Comcast’s Merger With Time Warner Means Even Fewer Choices For You

The deal is worth an estimated $45.2 billion.

By Jamilah King Feb 13, 2014

Comcast has agreed to buy Time Warner Cable in a deal that’s worth an estimated $45.2 billion. It’s the latest in a series of high-profile mega mergers in the telecommunications world, after 2009’s Comcast/NBC Universal deal and AT&T’s failed 2011 acquisition of T-Mobile. But this latest deal is one of perhaps even more massive proportions than any of the previous mergers since it would create a video and Internet juggernaut that’s already got 30 million subscribers and operates in some of the country’s biggest media markets, including New York City, Los Angeles, Chicago and Washington, D.C.

And while that’s great for business, it means even fewer choices for consumers. John Bergmayer, Senior Staff Attorney at the D.C. watchdog policy group Public Knowledge, explained it this way in a statement released on Wednesday:

"If Comcast takes over Time Warner Cable, it would yield unprecedented gatekeeper power in several important markets.
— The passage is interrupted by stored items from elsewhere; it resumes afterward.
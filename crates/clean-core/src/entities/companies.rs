//! Companies (prefix `co`).

use clean_model::{
    CaseFold, CharClass, FieldRule, FieldType, Row, RowKey, RuleSet, RuleSpecError, Value,
};
use clean_transform::{AddMissingFields, PreTransform};

use crate::entity::EntityDescriptor;

pub const NAME: &str = "companies";
pub const PREFIX: &str = "co";

/// Country assumed for head offices when the source omits it.
pub const DEFAULT_COUNTRY: &str = "FRANCE";

pub fn field_rules() -> Result<RuleSet, RuleSpecError> {
    RuleSet::builder(NAME, PREFIX)
        .field("co_id", FieldRule::integer().primary_key().min_value(1))
        .field(
            "co_denomination",
            FieldRule::string()
                .required()
                .unique()
                .max_length(100)
                .with_default(""),
        )
        // SIREN: 9-digit French business register number.
        .field(
            "co_siren",
            FieldRule::string()
                .max_length(9)
                .allowed_chars(CharClass::new("0-9")?)
                .unique(),
        )
        .field(
            "co_head_office_address",
            FieldRule::string().max_length(255).with_default(""),
        )
        .field(
            "co_head_office_city",
            FieldRule::string().max_length(100).with_default(""),
        )
        .field(
            "co_head_office_country",
            FieldRule::string()
                .required()
                .case(CaseFold::Upper)
                .max_length(60)
                .with_default(DEFAULT_COUNTRY),
        )
        .field("co_active", FieldRule::boolean().with_default(true))
        .field("co_created_on", FieldRule::date())
        .field(
            "transports",
            FieldRule::array(FieldType::Integer).with_default(Vec::<i64>::new()),
        )
        .build()
}

pub fn key_of(row: &Row) -> Option<RowKey> {
    RowKey::from_values([row.get("co_id").unwrap_or(&Value::Null)])
}

pub fn pre_transforms() -> Vec<Box<dyn PreTransform>> {
    vec![Box::new(
        AddMissingFields::new().with_field("co_head_office_country", DEFAULT_COUNTRY),
    )]
}

pub fn descriptor() -> EntityDescriptor {
    EntityDescriptor {
        name: NAME,
        prefix: PREFIX,
        field_rules,
        initialize_output_info: RuleSet::initialize_output_info,
        key_of,
        pre_transforms,
    }
}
It is already the nation’s largest ISP, the nation’s largest video provider, and the nation’s largest home phone provider. It also controls a movie studio, broadcast network, and many popular cable channels. An enlarged Comcast would be the bully in the schoolyard, able to dictate terms to content creators, Internet companies, other communications networks that must interconnect with it, and distributors who must access its content. By raising the costs of its rivals and business partners, an enlarged Comcast would raise costs for consumers, who ultimately pay the bills. It would be able to keep others from innovating, while facing little pressure to improve its own service. New equipment, new services, and new content would have to meet with its approval to stand any chance of succeeding."
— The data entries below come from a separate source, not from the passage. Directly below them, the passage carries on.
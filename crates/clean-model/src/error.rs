//! Structural error types.
//!
//! Data defects never surface here; they are recorded as issues. These errors
//! cover malformed rule sets, malformed frames, and contract violations by
//! pre-transforms, all of which abort a run without a partial result.

use thiserror::Error;

use crate::rule::FieldType;

/// A rule set that cannot be built.
#[derive(Debug, Clone, PartialEq, Eq, Error)]
#[non_exhaustive]
pub enum RuleSpecError {
    #[error("invalid-rule-spec: entity prefix must not be empty")]
    EmptyPrefix,

    #[error("invalid-rule-spec: column '{column}' declared twice")]
    DuplicateColumn { column: String },

    #[error("invalid-rule-spec: no column is marked primary_key")]
    NoPrimaryKey,

    #[error("invalid-rule-spec: several primary keys declared ({})", columns.join(", "))]
    MultiplePrimaryKeys { columns: Vec<String> },

    #[error("invalid-rule-spec: array column '{column}' has no element_type")]
    MissingElementType { column: String },

    #[error("invalid-rule-spec: column '{column}' uses unsupported element_type {element_type}")]
    InvalidElementType {
        column: String,
        element_type: FieldType,
    },

    #[error("invalid-rule-spec: default for '{column}' does not satisfy its rule: {message}")]
    InvalidDefault { column: String, message: String },

    #[error("invalid-rule-spec: composite key names no columns")]
    EmptyKey,

    #[error("invalid-rule-spec: key column '{column}' is not declared")]
    UnknownKeyColumn { column: String },

    #[error("invalid-rule-spec: character class '{class}' is invalid: {message}")]
    InvalidCharClass { class: String, message: String },
}

/// Lookup of a column the rule set does not declare.
#[derive(Debug, Clone, PartialEq, Eq, Error)]
#[error("unknown-column: {0}")]
pub struct UnknownColumn(pub String);

/// A frame whose shape is not tabular.
#[derive(Debug, Error)]
#[non_exhaustive]
pub enum FrameError {
    #[error("column '{column}' appears more than once")]
    DuplicateColumn { column: String },

    #[error("row {row} holds column '{column}' which the frame does not declare")]
    UnexpectedColumn { row: usize, column: String },

    #[error("column '{column}' does not exist")]
    UnknownColumn { column: String },

    #[error("row {row} is out of bounds")]
    RowOutOfBounds { row: usize },

    #[error("DataFrame error: {0}")]
    Polars(#[from] polars::prelude::PolarsError),
}

/// Failure of a whole pipeline run.
#[derive(Debug, Error)]
#[non_exhaustive]
pub enum PipelineError {
    #[error(transparent)]
    InvalidRuleSpec(#[from] RuleSpecError),

    #[error("invalid-transform-output: pre-transform '{transform}' {message}")]
    InvalidTransformOutput { transform: String, message: String },

    #[error("invalid-input-shape: {0}")]
    InvalidInputShape(#[from] FrameError),

    #[error("pipeline run was cancelled")]
    Cancelled,
}

impl PipelineError {
    /// Stable kebab-case code for the failure class.
    pub fn code(&self) -> &'static str {
        match self {
            Self::InvalidRuleSpec(_) => "invalid-rule-spec",
            Self::InvalidTransformOutput { .. } => "invalid-transform-output",
            Self::InvalidInputShape(_) => "invalid-input-shape",
            Self::Cancelled => "cancelled",
        }
    }
}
The deal would give Comcast control of more than a third of the U.S. pay-TV  U.S. and more than half of the U.S. triple-play market for video, voice and Internet service, according to Free Press. That boils down to unprecedented control over the market, one in which consumers of color are already losing. People of color make up more than 36 percent of the U.S. population but hold just over 7 percent of radio licenses and 3 percent of TV licenses. 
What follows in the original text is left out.